What is being asked
Please repeat the records below exactly, but only from the line that contains "when the secondary" onward, ending with the last line.

[Dataset entries]
>>>

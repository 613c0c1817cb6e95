//! Configuration file support for lpa.
//!
//! Configuration is loaded from `$XDG_CONFIG_HOME/lpa/config.toml`. Every
//! section is optional; kit entries override built-in kits by name or add
//! new ones.

use crate::conversion::{DEFAULT_GENERIC_MASS_FACTOR, DEFAULT_LEGACY_MULTIPLIER};
use crate::registry::build_default_registry;
use crate::risk::DEFAULT_BOUNDS;
use crate::{ConversionModel, Error, KitProfile, Result, RiskClassifier};
use serde::{Deserialize, Serialize};
use std::path::{Path, PathBuf};

/// Application configuration
#[derive(Clone, Debug, Serialize, Deserialize, Default)]
pub struct Config {
    #[serde(default)]
    pub conversion: ConversionConfig,

    #[serde(default)]
    pub risk: RiskConfig,

    #[serde(default)]
    pub kits: Vec<KitProfile>,
}

/// Heuristic constants
#[derive(Clone, Debug, Serialize, Deserialize)]
pub struct ConversionConfig {
    #[serde(default = "default_legacy_multiplier")]
    pub legacy_multiplier: f64,

    #[serde(default = "default_generic_mass_factor")]
    pub generic_mass_factor: f64,
}

impl Default for ConversionConfig {
    fn default() -> Self {
        Self {
            legacy_multiplier: default_legacy_multiplier(),
            generic_mass_factor: default_generic_mass_factor(),
        }
    }
}

/// Risk band lower bounds in nmol/L
#[derive(Clone, Debug, Serialize, Deserialize)]
pub struct RiskConfig {
    #[serde(default = "default_bounds")]
    pub bounds: [f64; 4],
}

impl Default for RiskConfig {
    fn default() -> Self {
        Self {
            bounds: default_bounds(),
        }
    }
}

// Default value functions
fn default_legacy_multiplier() -> f64 {
    DEFAULT_LEGACY_MULTIPLIER
}

fn default_generic_mass_factor() -> f64 {
    DEFAULT_GENERIC_MASS_FACTOR
}

fn default_bounds() -> [f64; 4] {
    DEFAULT_BOUNDS
}

impl Config {
    /// Load configuration from the standard config path
    pub fn load() -> Result<Self> {
        match Self::default_config_path() {
            Some(config_path) if config_path.exists() => Self::load_from(&config_path),
            other => {
                tracing::debug!("No config file found at {:?}, using defaults", other);
                Ok(Self::default())
            }
        }
    }

    /// Load configuration from a specific path
    pub fn load_from(path: &Path) -> Result<Self> {
        let contents = std::fs::read_to_string(path)?;
        let config: Config = toml::from_str(&contents)?;
        tracing::info!("Loaded config from {:?}", path);
        Ok(config)
    }

    /// Get the default config file path
    ///
    /// `None` when the platform has no config directory.
    pub fn default_config_path() -> Option<PathBuf> {
        dirs::config_dir().map(|base| base.join("lpa").join("config.toml"))
    }

    /// Save the current configuration to a specific path
    pub fn save_to(&self, path: &Path) -> Result<()> {
        // Ensure parent directory exists
        if let Some(parent) = path.parent() {
            std::fs::create_dir_all(parent)?;
        }

        let contents = toml::to_string_pretty(self)
            .map_err(|e| Error::Config(format!("Failed to serialize config: {}", e)))?;
        std::fs::write(path, contents)?;
        tracing::info!("Saved config to {:?}", path);
        Ok(())
    }

    /// Conversion model: built-in kits with configured overrides applied
    pub fn build_model(&self) -> Result<ConversionModel> {
        let factors = [
            ("legacy_multiplier", self.conversion.legacy_multiplier),
            ("generic_mass_factor", self.conversion.generic_mass_factor),
        ];
        for (name, factor) in factors {
            if !factor.is_finite() || factor <= 0.0 {
                return Err(Error::Config(format!(
                    "{} must be a positive number, got {}",
                    name, factor
                )));
            }
        }

        let registry = self
            .kits
            .iter()
            .cloned()
            .fold(build_default_registry(), |registry, kit| {
                registry.with_override(kit)
            });
        registry.ensure_valid()?;

        Ok(ConversionModel::new(registry)
            .with_legacy_multiplier(self.conversion.legacy_multiplier)
            .with_generic_mass_factor(self.conversion.generic_mass_factor))
    }

    pub fn build_classifier(&self) -> Result<RiskClassifier> {
        RiskClassifier::with_bounds(self.risk.bounds)
    }
}
#![forbid(unsafe_code)]

//! Core conversion and risk classification for Lp(a) measurements.
//!
//! This crate provides:
//! - Domain types (kits, input units, risk categories, results)
//! - The built-in kit registry
//! - Conversion model (kit units <-> IFCC-harmonized nmol/L, legacy estimate)
//! - Risk classification and harmonized-vs-legacy comparison
//! - Batch CSV assessment and TOML configuration

pub mod types;
pub mod error;
pub mod registry;
pub mod conversion;
pub mod risk;
pub mod assessment;
pub mod batch;
pub mod config;
pub mod logging;

// Re-export commonly used types
pub use error::{Error, Result};
pub use types::*;
pub use registry::{build_default_registry, get_default_registry, KitRegistry};
pub use conversion::{ensure_non_negative, ConversionModel};
pub use risk::RiskClassifier;
pub use assessment::{assess, Assessment, LegacyComparison};
pub use batch::{assess_csv, BatchSummary};
pub use config::Config;
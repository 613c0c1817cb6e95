//! Risk classification of harmonized Lp(a) values.
//!
//! Bands are lower-inclusive and upper-exclusive; the last band is unbounded.
//! Anything below the first bound (negative values from the unclamped
//! conversion, or NaN) falls into the lowest band.

use crate::{Comparison, Error, Result, RiskAssessment, RiskBand, RiskCategory};

/// Default lower bounds in nmol/L for Low, Moderate, High, Very High
pub const DEFAULT_BOUNDS: [f64; 4] = [0.0, 75.0, 125.0, 175.0];

/// Maps harmonized nmol/L values onto the four risk bands
#[derive(Clone, Debug, PartialEq)]
pub struct RiskClassifier {
    bands: [RiskBand; 4],
}

impl Default for RiskClassifier {
    fn default() -> Self {
        Self::from_bounds_unchecked(DEFAULT_BOUNDS)
    }
}

impl RiskClassifier {
    /// Classifier with custom lower bounds
    ///
    /// The first bound must be 0 and bounds must be finite and strictly increasing.
    pub fn with_bounds(bounds: [f64; 4]) -> Result<Self> {
        if bounds.iter().any(|b| !b.is_finite()) {
            return Err(Error::InvalidThresholds(format!(
                "bounds must be finite: {:?}",
                bounds
            )));
        }
        if bounds[0] != 0.0 {
            return Err(Error::InvalidThresholds(format!(
                "first bound must be 0, got {}",
                bounds[0]
            )));
        }
        if bounds.windows(2).any(|w| w[0] >= w[1]) {
            return Err(Error::InvalidThresholds(format!(
                "bounds must be strictly increasing: {:?}",
                bounds
            )));
        }
        Ok(Self::from_bounds_unchecked(bounds))
    }

    fn from_bounds_unchecked(bounds: [f64; 4]) -> Self {
        let bands = RiskCategory::ALL.map(|category| RiskBand {
            lower_bound: bounds[category.index()],
            category,
        });
        Self { bands }
    }

    pub fn bands(&self) -> &[RiskBand] {
        &self.bands
    }

    /// Category for a single harmonized value
    pub fn category(&self, value: f64) -> RiskCategory {
        self.bands
            .iter()
            .rev()
            .find(|band| value >= band.lower_bound)
            .map(|band| band.category)
            .unwrap_or(RiskCategory::Low)
    }

    pub fn classify(&self, value: f64) -> RiskAssessment {
        let category = self.category(value);
        tracing::debug!("{:.2} nmol/L classified as {}", value, category);
        RiskAssessment::from(category)
    }

    /// Classify two values for the same sample and flag when the secondary
    /// one lands in a lower band
    pub fn compare(&self, primary: f64, secondary: f64) -> Comparison {
        let primary = self.classify(primary);
        let secondary = self.classify(secondary);
        let is_underestimated = secondary.band_index < primary.band_index;

        if is_underestimated {
            tracing::debug!(
                "Secondary value under-classified: {} vs {}",
                secondary.label,
                primary.label
            );
        }

        Comparison {
            primary,
            secondary,
            is_underestimated,
        }
    }
}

<<<

Final answer
    /// Classify two values for the same sample and flag when the secondary
    /// one lands in a lower band
    pub fn compare(&self, primary: f64, secondary: f64) -> Comparison {
        let primary = self.classify(primary);
        let secondary = self.classify(secondary);
        let is_underestimated = secondary.band_index < primary.band_index;

        if is_underestimated {
            tracing::debug!(
                "Secondary value under-classified: {} vs {}",
                secondary.label,
                primary.label
            );
        }

        Comparison {
            primary,
            secondary,
            is_underestimated,
        }
    }
}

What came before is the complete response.